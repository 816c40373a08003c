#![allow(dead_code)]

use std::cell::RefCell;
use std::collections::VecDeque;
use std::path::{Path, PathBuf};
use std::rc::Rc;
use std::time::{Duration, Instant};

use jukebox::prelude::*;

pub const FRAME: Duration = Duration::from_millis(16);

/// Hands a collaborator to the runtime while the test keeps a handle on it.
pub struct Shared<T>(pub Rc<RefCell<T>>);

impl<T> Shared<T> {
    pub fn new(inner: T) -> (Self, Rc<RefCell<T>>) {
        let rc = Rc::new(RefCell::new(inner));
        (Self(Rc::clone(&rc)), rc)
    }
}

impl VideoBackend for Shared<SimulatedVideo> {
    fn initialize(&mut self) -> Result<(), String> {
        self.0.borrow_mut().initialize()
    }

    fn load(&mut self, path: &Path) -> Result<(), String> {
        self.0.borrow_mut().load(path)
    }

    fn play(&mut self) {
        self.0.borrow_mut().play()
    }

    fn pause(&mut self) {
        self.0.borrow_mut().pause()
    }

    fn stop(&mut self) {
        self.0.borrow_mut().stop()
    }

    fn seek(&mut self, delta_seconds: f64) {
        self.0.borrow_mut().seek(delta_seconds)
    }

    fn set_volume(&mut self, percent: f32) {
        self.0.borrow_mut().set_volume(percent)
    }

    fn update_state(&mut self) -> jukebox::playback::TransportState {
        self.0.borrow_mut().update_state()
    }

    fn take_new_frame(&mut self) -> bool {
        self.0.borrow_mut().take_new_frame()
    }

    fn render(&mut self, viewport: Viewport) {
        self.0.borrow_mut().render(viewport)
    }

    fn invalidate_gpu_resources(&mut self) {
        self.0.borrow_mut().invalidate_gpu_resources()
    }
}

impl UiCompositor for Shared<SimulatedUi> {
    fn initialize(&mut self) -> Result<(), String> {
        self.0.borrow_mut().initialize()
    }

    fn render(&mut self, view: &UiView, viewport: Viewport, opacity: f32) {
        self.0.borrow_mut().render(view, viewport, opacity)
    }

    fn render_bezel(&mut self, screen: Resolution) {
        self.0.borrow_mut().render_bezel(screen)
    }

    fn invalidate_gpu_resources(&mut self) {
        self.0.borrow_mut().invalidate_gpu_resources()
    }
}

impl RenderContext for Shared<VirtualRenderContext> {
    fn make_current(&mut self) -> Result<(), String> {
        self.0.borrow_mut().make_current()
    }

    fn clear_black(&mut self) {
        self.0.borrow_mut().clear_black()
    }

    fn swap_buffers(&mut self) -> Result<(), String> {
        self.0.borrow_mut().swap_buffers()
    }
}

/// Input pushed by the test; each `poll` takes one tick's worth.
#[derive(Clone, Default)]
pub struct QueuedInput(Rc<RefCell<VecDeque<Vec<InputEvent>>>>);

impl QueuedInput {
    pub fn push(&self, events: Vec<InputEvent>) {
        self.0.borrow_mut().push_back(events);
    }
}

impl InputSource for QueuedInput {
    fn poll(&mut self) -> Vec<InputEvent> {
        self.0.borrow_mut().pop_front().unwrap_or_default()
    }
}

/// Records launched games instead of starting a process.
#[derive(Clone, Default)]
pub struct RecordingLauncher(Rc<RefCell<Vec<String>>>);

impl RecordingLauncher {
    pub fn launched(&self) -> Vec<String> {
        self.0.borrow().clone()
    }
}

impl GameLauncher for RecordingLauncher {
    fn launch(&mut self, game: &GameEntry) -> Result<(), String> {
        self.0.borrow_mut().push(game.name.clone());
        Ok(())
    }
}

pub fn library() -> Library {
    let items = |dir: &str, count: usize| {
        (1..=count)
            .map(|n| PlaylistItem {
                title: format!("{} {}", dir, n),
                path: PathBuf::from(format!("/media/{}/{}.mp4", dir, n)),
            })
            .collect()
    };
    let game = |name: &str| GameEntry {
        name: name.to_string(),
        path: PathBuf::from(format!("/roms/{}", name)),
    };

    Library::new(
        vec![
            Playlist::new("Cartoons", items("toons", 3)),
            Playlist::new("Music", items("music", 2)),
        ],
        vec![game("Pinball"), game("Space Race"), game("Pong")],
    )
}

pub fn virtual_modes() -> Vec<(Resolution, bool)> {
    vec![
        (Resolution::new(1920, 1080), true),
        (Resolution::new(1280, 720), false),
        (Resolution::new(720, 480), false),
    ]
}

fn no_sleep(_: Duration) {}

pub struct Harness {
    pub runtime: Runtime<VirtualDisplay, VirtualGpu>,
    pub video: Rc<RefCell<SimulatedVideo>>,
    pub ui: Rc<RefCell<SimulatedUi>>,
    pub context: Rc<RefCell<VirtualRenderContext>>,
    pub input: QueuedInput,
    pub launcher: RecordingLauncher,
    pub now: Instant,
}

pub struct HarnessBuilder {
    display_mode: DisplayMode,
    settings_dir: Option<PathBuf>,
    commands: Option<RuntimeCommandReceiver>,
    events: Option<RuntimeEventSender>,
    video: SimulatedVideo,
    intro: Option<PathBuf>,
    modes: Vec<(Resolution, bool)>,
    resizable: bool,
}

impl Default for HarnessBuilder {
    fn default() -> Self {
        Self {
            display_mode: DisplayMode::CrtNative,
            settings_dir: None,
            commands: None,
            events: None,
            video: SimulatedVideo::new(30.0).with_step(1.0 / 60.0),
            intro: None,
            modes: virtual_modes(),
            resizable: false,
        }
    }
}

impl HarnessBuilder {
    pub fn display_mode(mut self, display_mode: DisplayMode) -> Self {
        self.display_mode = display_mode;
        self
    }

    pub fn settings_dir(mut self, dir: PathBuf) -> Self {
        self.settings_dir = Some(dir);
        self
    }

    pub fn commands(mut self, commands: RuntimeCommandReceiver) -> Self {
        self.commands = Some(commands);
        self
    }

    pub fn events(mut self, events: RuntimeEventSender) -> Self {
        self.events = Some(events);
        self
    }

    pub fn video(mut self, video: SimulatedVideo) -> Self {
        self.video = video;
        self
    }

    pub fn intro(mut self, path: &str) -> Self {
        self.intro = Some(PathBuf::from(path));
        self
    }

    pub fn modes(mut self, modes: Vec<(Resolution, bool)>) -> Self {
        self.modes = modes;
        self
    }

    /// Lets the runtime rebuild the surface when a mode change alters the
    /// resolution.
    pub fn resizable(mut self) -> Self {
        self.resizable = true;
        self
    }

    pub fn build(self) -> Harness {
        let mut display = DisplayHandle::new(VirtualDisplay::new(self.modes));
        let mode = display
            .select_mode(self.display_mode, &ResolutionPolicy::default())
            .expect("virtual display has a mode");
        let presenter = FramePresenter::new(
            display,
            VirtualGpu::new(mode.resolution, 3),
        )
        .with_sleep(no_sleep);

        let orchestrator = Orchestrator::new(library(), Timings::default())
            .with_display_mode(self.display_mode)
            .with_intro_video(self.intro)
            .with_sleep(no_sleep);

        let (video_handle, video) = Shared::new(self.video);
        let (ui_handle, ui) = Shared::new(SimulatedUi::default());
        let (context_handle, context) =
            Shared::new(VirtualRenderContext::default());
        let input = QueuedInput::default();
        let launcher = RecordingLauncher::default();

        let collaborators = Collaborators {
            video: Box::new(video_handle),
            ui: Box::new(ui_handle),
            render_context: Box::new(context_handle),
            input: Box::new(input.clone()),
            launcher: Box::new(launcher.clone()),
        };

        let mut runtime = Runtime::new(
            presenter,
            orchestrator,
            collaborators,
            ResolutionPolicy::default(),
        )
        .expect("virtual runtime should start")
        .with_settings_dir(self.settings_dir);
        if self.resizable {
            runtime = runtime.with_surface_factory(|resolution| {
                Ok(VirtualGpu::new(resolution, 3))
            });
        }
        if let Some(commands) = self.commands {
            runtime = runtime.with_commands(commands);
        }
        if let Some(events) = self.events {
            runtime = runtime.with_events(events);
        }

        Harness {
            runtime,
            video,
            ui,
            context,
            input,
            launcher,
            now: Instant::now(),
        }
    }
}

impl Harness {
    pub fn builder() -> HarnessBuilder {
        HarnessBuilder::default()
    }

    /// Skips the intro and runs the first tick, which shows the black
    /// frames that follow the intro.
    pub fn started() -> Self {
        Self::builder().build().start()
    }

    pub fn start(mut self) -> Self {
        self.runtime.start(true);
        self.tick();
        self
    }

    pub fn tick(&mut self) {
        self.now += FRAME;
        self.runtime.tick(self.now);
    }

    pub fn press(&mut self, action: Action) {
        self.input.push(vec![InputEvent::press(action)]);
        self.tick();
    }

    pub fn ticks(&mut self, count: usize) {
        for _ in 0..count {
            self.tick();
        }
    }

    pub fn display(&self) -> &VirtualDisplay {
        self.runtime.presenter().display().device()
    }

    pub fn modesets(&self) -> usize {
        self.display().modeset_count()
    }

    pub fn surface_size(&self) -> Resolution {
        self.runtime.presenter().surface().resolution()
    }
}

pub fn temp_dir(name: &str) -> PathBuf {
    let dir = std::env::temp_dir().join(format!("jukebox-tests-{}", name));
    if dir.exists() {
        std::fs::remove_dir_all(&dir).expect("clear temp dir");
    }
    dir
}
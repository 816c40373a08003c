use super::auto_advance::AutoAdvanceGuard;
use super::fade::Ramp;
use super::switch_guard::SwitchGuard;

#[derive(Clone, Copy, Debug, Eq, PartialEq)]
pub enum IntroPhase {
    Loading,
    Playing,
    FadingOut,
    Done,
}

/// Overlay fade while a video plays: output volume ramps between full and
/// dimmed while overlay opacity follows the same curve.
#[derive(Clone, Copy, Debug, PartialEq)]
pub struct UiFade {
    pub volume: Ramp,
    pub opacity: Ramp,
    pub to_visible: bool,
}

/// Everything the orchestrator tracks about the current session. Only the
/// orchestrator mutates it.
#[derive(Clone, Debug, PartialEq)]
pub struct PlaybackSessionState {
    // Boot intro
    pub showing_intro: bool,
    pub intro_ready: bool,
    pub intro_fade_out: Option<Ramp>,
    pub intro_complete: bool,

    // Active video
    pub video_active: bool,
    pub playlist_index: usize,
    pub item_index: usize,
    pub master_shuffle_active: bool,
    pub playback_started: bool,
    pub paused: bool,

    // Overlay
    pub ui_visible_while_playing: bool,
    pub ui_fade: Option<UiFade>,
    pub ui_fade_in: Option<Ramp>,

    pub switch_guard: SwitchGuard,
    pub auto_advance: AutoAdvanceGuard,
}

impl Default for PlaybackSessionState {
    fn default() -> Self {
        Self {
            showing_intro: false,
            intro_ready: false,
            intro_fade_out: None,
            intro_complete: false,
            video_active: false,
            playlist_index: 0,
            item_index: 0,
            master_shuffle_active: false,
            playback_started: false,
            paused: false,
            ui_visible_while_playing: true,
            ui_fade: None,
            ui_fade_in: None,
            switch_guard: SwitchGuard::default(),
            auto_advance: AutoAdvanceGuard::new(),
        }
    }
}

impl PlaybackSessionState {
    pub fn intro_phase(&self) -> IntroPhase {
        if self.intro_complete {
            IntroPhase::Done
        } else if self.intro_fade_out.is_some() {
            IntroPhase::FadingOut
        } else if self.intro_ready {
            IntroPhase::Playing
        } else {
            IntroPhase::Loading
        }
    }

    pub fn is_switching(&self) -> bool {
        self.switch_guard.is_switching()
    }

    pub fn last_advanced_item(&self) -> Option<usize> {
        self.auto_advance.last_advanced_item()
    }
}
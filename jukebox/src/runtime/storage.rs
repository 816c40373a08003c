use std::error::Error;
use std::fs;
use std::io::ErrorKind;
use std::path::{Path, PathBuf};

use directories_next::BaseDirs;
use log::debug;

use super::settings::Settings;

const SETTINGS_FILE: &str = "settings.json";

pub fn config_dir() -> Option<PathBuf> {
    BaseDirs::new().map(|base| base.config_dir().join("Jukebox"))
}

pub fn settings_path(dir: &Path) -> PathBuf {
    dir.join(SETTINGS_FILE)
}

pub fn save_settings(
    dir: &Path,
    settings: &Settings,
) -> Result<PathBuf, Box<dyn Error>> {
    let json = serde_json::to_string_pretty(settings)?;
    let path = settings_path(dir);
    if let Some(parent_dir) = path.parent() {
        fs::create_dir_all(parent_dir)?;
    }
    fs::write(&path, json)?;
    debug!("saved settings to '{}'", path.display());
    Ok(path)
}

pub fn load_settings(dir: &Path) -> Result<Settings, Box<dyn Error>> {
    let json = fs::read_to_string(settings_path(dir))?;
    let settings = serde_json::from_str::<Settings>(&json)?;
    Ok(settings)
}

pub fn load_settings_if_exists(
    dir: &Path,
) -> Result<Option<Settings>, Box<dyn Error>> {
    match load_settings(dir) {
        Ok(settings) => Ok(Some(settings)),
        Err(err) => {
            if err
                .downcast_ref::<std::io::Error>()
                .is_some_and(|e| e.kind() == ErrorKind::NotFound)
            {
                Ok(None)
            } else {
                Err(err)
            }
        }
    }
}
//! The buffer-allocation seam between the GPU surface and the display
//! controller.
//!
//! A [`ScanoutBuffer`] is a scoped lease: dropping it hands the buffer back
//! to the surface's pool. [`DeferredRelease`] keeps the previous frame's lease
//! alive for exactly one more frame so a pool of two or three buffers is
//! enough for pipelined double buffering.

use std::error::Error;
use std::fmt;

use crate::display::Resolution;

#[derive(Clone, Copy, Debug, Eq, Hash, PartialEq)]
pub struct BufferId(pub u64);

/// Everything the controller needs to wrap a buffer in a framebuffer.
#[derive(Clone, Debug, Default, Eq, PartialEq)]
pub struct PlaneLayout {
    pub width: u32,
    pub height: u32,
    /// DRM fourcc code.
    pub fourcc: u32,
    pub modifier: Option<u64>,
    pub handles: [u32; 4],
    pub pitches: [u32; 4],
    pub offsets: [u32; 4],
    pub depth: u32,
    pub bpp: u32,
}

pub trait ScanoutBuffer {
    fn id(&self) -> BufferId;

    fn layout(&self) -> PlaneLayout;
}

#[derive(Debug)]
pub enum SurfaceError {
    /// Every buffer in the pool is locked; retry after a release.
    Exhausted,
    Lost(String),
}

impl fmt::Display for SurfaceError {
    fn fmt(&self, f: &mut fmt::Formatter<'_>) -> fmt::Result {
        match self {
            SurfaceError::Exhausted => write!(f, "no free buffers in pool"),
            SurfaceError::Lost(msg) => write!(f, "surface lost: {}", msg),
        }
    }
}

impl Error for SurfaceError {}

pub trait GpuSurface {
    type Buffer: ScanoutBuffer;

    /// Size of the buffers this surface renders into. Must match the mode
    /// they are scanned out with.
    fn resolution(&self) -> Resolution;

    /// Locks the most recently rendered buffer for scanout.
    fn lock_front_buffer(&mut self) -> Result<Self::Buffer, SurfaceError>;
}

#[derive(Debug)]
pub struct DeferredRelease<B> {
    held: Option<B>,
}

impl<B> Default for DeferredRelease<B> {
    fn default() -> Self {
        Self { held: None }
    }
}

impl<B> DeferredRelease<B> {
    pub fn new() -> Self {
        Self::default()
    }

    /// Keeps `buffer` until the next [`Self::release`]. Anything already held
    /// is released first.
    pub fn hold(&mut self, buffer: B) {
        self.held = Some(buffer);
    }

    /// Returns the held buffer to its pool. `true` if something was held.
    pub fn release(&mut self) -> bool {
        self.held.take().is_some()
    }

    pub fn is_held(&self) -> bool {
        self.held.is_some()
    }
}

▶ EXERCISE
Working from the data above, extract solely the lines from the one containing "fn resolution(&self) -> Resolution;" through the one containing "pub fn hold(&mut", exactly as they appear, both included.

▶ ANSWER SECTION
    fn resolution(&self) -> Resolution;

    /// Locks the most recently rendered buffer for scanout.
    fn lock_front_buffer(&mut self) -> Result<Self::Buffer, SurfaceError>;
}

#[derive(Debug)]
pub struct DeferredRelease<B> {
    held: Option<B>,
}

impl<B> Default for DeferredRelease<B> {
    fn default() -> Self {
        Self { held: None }
    }
}

impl<B> DeferredRelease<B> {
    pub fn new() -> Self {
        Self::default()
    }

    /// Keeps `buffer` until the next [`Self::release`]. Anything already held
    /// is released first.
    pub fn hold(&mut self, buffer: B) {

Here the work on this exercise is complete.